M. le rapporteur. Votre réponse ne m’a pas permis de comprendre comment vous entendiez prendre en compte les déclarations du ministre délégué relatives au Niger. Il semblerait en effet que vous lui opposiez une fin de non-recevoir. Quant à l’audit, est-il accessible et pouvons-nous en prendre connaissance ?

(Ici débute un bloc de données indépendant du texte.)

//! Network request wrapper.
//!
//! The core only depends on receiving an eventual success or failure; the
//! transport itself sits behind a trait so callers (and tests) supply the
//! wire mechanics. Success and fail handlers occupy single registration
//! slots and fire once per dispatched request, for every request the client
//! dispatches. No retry, no timeout, no cancellation.

use serde_json::Value;
use thiserror::Error;

/// Request verb.
#[derive(Debug, Clone, Copy, PartialEq, Eq)]
pub enum Verb {
    Get,
    Post,
    Put,
    Delete,
}

impl Verb {
    pub fn as_str(&self) -> &'static str {
        match self {
            Self::Get => "GET",
            Self::Post => "POST",
            Self::Put => "PUT",
            Self::Delete => "DELETE",
        }
    }
}

#[derive(Debug, Clone, PartialEq, Eq)]
pub struct Request {
    pub verb: Verb,
    pub url: String,
    pub headers: Vec<(String, String)>,
    pub body: Option<String>,
}

#[derive(Debug, Clone, PartialEq, Eq)]
pub struct Response {
    pub status: u16,
    pub body: String,
}

impl Response {
    pub fn is_success(&self) -> bool {
        self.status == 200
    }
}

#[derive(Debug, Clone, PartialEq, Eq, Error)]
pub enum TransportError {
    #[error("transport unavailable: {0}")]
    Unavailable(String),
    #[error("request failed: {0}")]
    Failed(String),
}

/// Wire mechanics behind the client. A response may be produced whenever
/// the transport sees fit; the core tolerates store mutations driven by it
/// at any later point.
pub trait Transport {
    fn send(&mut self, request: Request) -> Result<Response, TransportError>;
}

/// Terminal state of one dispatched request.
#[derive(Debug, Clone, PartialEq, Eq)]
pub enum NetOutcome {
    Success(Response),
    Failure(String),
}

type SuccessHandler = Box<dyn FnMut(&Response)>;
type FailHandler = Box<dyn FnMut()>;

/// Request wrapper over a [`Transport`].
pub struct NetworkClient<T: Transport> {
    transport: T,
    success: Option<SuccessHandler>,
    fail: Option<FailHandler>,
}

impl<T: Transport> NetworkClient<T> {
    pub fn new(transport: T) -> Self {
        Self {
            transport,
            success: None,
            fail: None,
        }
    }

    /// Register the success handler. A later registration replaces an
    /// earlier one; the handler stays armed across dispatches.
    pub fn on_success<F>(&mut self, handler: F)
    where
        F: FnMut(&Response) + 'static,
    {
        self.success = Some(Box::new(handler));
    }

    pub fn on_fail<F>(&mut self, handler: F)
    where
        F: FnMut() + 'static,
    {
        self.fail = Some(Box::new(handler));
    }

    pub fn get(&mut self, url: &str, data: Option<Value>) -> NetOutcome {
        self.dispatch(Verb::Get, url, data)
    }

    pub fn post(&mut self, url: &str, data: Option<Value>) -> NetOutcome {
        self.dispatch(Verb::Post, url, data)
    }

    pub fn put(&mut self, url: &str, data: Option<Value>) -> NetOutcome {
        self.dispatch(Verb::Put, url, data)
    }

    pub fn delete(&mut self, url: &str, data: Option<Value>) -> NetOutcome {
        self.dispatch(Verb::Delete, url, data)
    }

    /// Send one request and deliver the outcome to the registered handlers.
    pub fn dispatch(&mut self, verb: Verb, url: &str, data: Option<Value>) -> NetOutcome {
        let body = data.as_ref().map(|value| value.to_string());
        let request = Request {
            verb,
            url: url.to_owned(),
            headers: vec![(
                "Content-Type".to_owned(),
                "application/json;charset=utf-8".to_owned(),
            )],
            body,
        };
        match self.transport.send(request) {
            Ok(response) if response.is_success() => {
                if let Some(handler) = self.success.as_mut() {
                    handler(&response);
                }
                NetOutcome::Success(response)
            }
            Ok(response) => {
                if let Some(handler) = self.fail.as_mut() {
                    handler();
                }
                NetOutcome::Failure(format!("status {}", response.status))
            }
            Err(error) => {
                if let Some(handler) = self.fail.as_mut() {
                    handler();
                }
                NetOutcome::Failure(error.to_string())
            }
        }
    }
}

#[cfg(test)]
mod tests {
    use super::*;
    use serde_json::json;
    use std::cell::RefCell;
    use std::rc::Rc;

    /// In-memory transport returning a canned result per call.
    struct FakeTransport {
        result: Result<Response, TransportError>,
        seen: Vec<Request>,
    }

    impl FakeTransport {
        fn ok(status: u16, body: &str) -> Self {
            Self {
                result: Ok(Response {
                    status,
                    body: body.to_owned(),
                }),
                seen: Vec::new(),
            }
        }
    }

    impl Transport for &mut FakeTransport {
        fn send(&mut self, request: Request) -> Result<Response, TransportError> {
            self.seen.push(request);
            self.result.clone()
        }
    }

    #[test]
    fn success_handler_fires_on_every_dispatch() {
        let mut transport = FakeTransport::ok(200, "done");
        let mut client = NetworkClient::new(&mut transport);
        let fired = Rc::new(RefCell::new(0));
        let counter = Rc::clone(&fired);
        client.on_success(move |response| {
            assert_eq!(response.body, "done");
            *counter.borrow_mut() += 1;
        });
        assert!(matches!(client.get("/api", None), NetOutcome::Success(_)));
        assert!(matches!(client.get("/api", None), NetOutcome::Success(_)));
        assert_eq!(*fired.borrow(), 2);
    }

    #[test]
    fn non_200_status_is_a_failure() {
        let mut transport = FakeTransport::ok(404, "");
        let mut client = NetworkClient::new(&mut transport);
        let failed = Rc::new(RefCell::new(false));
        let flag = Rc::clone(&failed);
        client.on_fail(move || *flag.borrow_mut() = true);
        assert!(matches!(client.get("/missing", None), NetOutcome::Failure(_)));
        assert!(*failed.borrow());
    }

    #[test]
    fn post_serializes_the_body_and_sets_the_content_type() {
        let mut transport = FakeTransport::ok(200, "");
        {
            let mut client = NetworkClient::new(&mut transport);
            client.post("/save", Some(json!({"a": 1})));
        }
        let request = &transport.seen[0];
        assert_eq!(request.verb, Verb::Post);
        assert_eq!(request.body.as_deref(), Some(r#"{"a":1}"#));
        assert_eq!(
            request.headers[0],
            (
                "Content-Type".to_owned(),
                "application/json;charset=utf-8".to_owned()
            )
        );
    }

    #[test]
    fn transport_errors_reach_the_fail_handler() {
        let mut transport = FakeTransport::ok(200, "");
        transport.result = Err(TransportError::Unavailable("offline".to_owned()));
        let mut client = NetworkClient::new(&mut transport);
        let failed = Rc::new(RefCell::new(false));
        let flag = Rc::clone(&failed);
        client.on_fail(move || *flag.borrow_mut() = true);
        let outcome = client.delete("/x", None);
        assert_eq!(
            outcome,
            NetOutcome::Failure("transport unavailable: offline".to_owned())
        );
        assert!(*failed.borrow());
    }
}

M. Luc Oursel. Selon la dépêche de l’Agence France-Presse publiée à 21 heures, par laquelle j’ai pris connaissance des déclarations du ministre Pascal Canfin, celui-ci indiquait que la négociation devait tenir compte des attentes du Niger et viser à préserver la viabilité économique des mines en exploitation.

Quant à l’audit, il appartient aux deux actionnaires et, à ma connaissance, le gouvernement du Niger ne souhaite pas le rendre public.

M. le rapporteur. S’il le souhaitait, en seriez-vous d’accord ?

M. Luc Oursel. Nous en discuterions afin de définir les conditions de sa publicité. Cet audit, réalisé avec le plus grand sérieux, comporte des informations commerciales très sensibles dont la communication pourrait nous mettre en difficulté face à nos concurrents ou avoir une incidence sur nos relations commerciales avec nos clients. C’est là un des cas où la transparence peut être préjudiciable aux intérêts de l’entreprise, ainsi qu’à ceux du Niger, actionnaire de ces exploitations.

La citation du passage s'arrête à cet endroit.